Arrivava in reparto portandosi dietro mille cose, mille giocattolini della sua infanzia, ma soprattutto bamboline di stoffa, di tutte le misure, lei che era snella e magra, la pelle chiarissima, il seno piccolo. Ascoltava la musica dal suo lettore mp3, le piacevano le canzoni di Baglioni, e poi bigliettini con frasi d’amore, cioccolatini, piccoli peluches, orsetti, panda, ecc. pur non essendo più una adolescente, ormai più vicina ai trenta che ai venti anni. Anna coltivava i gusti e le passioni delle ragazzine adolescenziali. Figlia di genitori consanguinei, la madre in terapia con psicofarmaci, un fratello ed una sorella in terapia con antipsicotici e lei curata per psicosi schizoaffettiva, con allucinazioni acustiche, perseguitata dalle voci, inquieta, a volte aggressiva, instabile.

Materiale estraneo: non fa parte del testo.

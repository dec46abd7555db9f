//! Best-effort parser for the circuit text grammar.

use crate::graph::{Color, EdgeAttributes, GraphModel, NodeKey, StreamKind};
use crate::text::line::LineKind;

/// Label value marking a concentrate stream
pub const CONCENTRATE_LABEL: &str = "conc";

/// Label value marking a tailing stream
pub const TAILING_LABEL: &str = "tails";

/// Per-parse counters, mostly for logging.
#[derive(Debug, Clone, Copy, PartialEq, Eq, Default)]
pub struct ParseReport {
    pub lines: usize,
    pub edges: usize,
    pub labels: usize,
    pub skipped: usize,
}

/// Builds a [`GraphModel`] from circuit text.
///
/// Every line is handled on its own in a single forward pass, so a broken
/// line never affects its neighbours. Parsing cannot fail; callers that need
/// completeness should inspect the model or the [`ParseReport`].
pub struct CircuitTextParser;

impl CircuitTextParser {
    /// Parse a sequence of lines.
    pub fn parse<I, S>(lines: I) -> GraphModel
    where
        I: IntoIterator<Item = S>,
        S: AsRef<str>,
    {
        Self::parse_with_report(lines).0
    }

    /// Parse a whole document.
    pub fn parse_str(text: &str) -> GraphModel {
        Self::parse(text.lines())
    }

    pub fn parse_with_report<I, S>(lines: I) -> (GraphModel, ParseReport)
    where
        I: IntoIterator<Item = S>,
        S: AsRef<str>,
    {
        let mut model = GraphModel::new();
        let mut report = ParseReport::default();

        for (line_no, line) in lines.into_iter().enumerate() {
            let line = line.as_ref();
            report.lines += 1;

            match LineKind::classify(line) {
                LineKind::Edge { from, to, attrs } => {
                    let label = attrs.get("label");
                    let mut edge = match label.and_then(stream_kind) {
                        Some(kind) => EdgeAttributes::stream(kind),
                        None => EdgeAttributes::plain(Color::Black),
                    };
                    if let Some(label) = label {
                        edge = edge.with_label(label);
                    }
                    tracing::trace!("line {}: edge {} -> {} ({:?})", line_no + 1, from, to, label);
                    model.add_edge(NodeKey::Named(from), NodeKey::Named(to), edge);
                    report.edges += 1;
                }
                LineKind::Node { name, label } => {
                    tracing::trace!("line {}: label {:?} for {}", line_no + 1, label, name);
                    model.set_label_override(NodeKey::Named(name), label);
                    report.labels += 1;
                }
                LineKind::Ignored => {
                    if !line.trim().is_empty() {
                        tracing::trace!("line {}: skipped {:?}", line_no + 1, line);
                    }
                    report.skipped += 1;
                }
            }
        }

        tracing::debug!(
            "Parsed {} lines: {} edges, {} labels, {} skipped",
            report.lines,
            report.edges,
            report.labels,
            report.skipped
        );

        (model, report)
    }
}

/// Stream kind for an edge label, matched exactly.
pub fn stream_kind(label: &str) -> Option<StreamKind> {
    match label {
        CONCENTRATE_LABEL => Some(StreamKind::Primary),
        TAILING_LABEL => Some(StreamKind::Secondary),
        _ => None,
    }
}
//! Identity types for the graph model.
//!
//! Both IDs are newtypes over `u32` that serve as direct indices into the
//! model's node and edge vectors, giving O(1) lookup and a stable insertion
//! order.

use std::fmt;

/// Index into `GraphModel::nodes`.
#[derive(Clone, Copy, PartialEq, Eq, Hash, PartialOrd, Ord)]
pub struct NodeId(pub u32);

impl NodeId {
    #[inline]
    pub fn index(self) -> usize {
        self.0 as usize
    }

    pub(crate) fn from_index(index: usize) -> Self {
        debug_assert!(index < u32::MAX as usize);
        Self(index as u32)
    }
}

impl fmt::Debug for NodeId {
    fn fmt(&self, f: &mut fmt::Formatter<'_>) -> fmt::Result {
        write!(f, "NodeId({})", self.0)
    }
}

/// Index into `GraphModel::edges`.
#[derive(Clone, Copy, PartialEq, Eq, Hash, PartialOrd, Ord)]
pub struct EdgeId(pub u32);

impl EdgeId {
    #[inline]
    pub fn index(self) -> usize {
        self.0 as usize
    }

    pub(crate) fn from_index(index: usize) -> Self {
        debug_assert!(index < u32::MAX as usize);
        Self(index as u32)
    }
}

impl fmt::Debug for EdgeId {
    fn fmt(&self, f: &mut fmt::Formatter<'_>) -> fmt::Result {
        write!(f, "EdgeId({})", self.0)
    }
}

#[cfg(test)]
mod tests {
    use super::*;

    #[test]
    fn test_ids_index_storage() {
        assert_eq!(NodeId::from_index(42).index(), 42);
        assert_eq!(EdgeId::from_index(5), EdgeId(5));
        assert_eq!(format!("{:?}", NodeId(7)), "NodeId(7)");
    }
}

Nascondeva il viso dal lato destro, si vergognava, e piegava il collo, sorridente, affettuosa… aveva gridato e chiesto aiuto quella notte, terrorizzata che nessuno sentisse, che nessuno potesse salvarla. Quella volta Anna ebbe paura, tanta paura di morire, lì dentro, sola e carbonizzata. Portava tanti piccoli regalini, e voleva un figlio per non restare sola al mondo, dopo che la sorella aveva tentato il suicidio, senza riuscirci, una famiglia disturbata, tutti in quella casa erano più o meno disturbati.
Aveva picchiato sulla porta, gridando e piangendo, mentre respirava il fumo acre, e tossiva, e gli occhi le piangevano e le bruciavano; le fiamme avevano invaso la stanza e lambivano il suo corpo e la sua tenera pelle di adolescente, bianca e delicata. Le fiamme, sempre più alte, avevano ormai raggiunto il suo corpo, quando arrivarono i soccorsi, l’odore di carne bruciata si spandeva nel reparto e viso, e collo e petto, e gambe, e mani erano morse dalle ustioni di terzo grado.
Anna era una fumatrice accanita, si consolava dalle angosce delle voci perseguitanti aspirando tutta la sigaretta sino al filtro. Quella notte si era addormentata con la sigaretta accesa e non aveva avvertito il bruciore alle dita, non aveva avvertito il dolore alle mani, sotto l’effetto degli psicofarmaci. Anna dormiva un sonno profondo, e si svegliò, le lenzuola arse dalle fiamme, si svegliò, e vide, vide le fiamme e si sentì morire. E picchiando sempre forte sulla porta gridò: «non voglio morire, salvatemi, aiuto…!».
Era bello in primavera andare in bicicletta per i viali di un campagna odorosa, in trazzere polverose…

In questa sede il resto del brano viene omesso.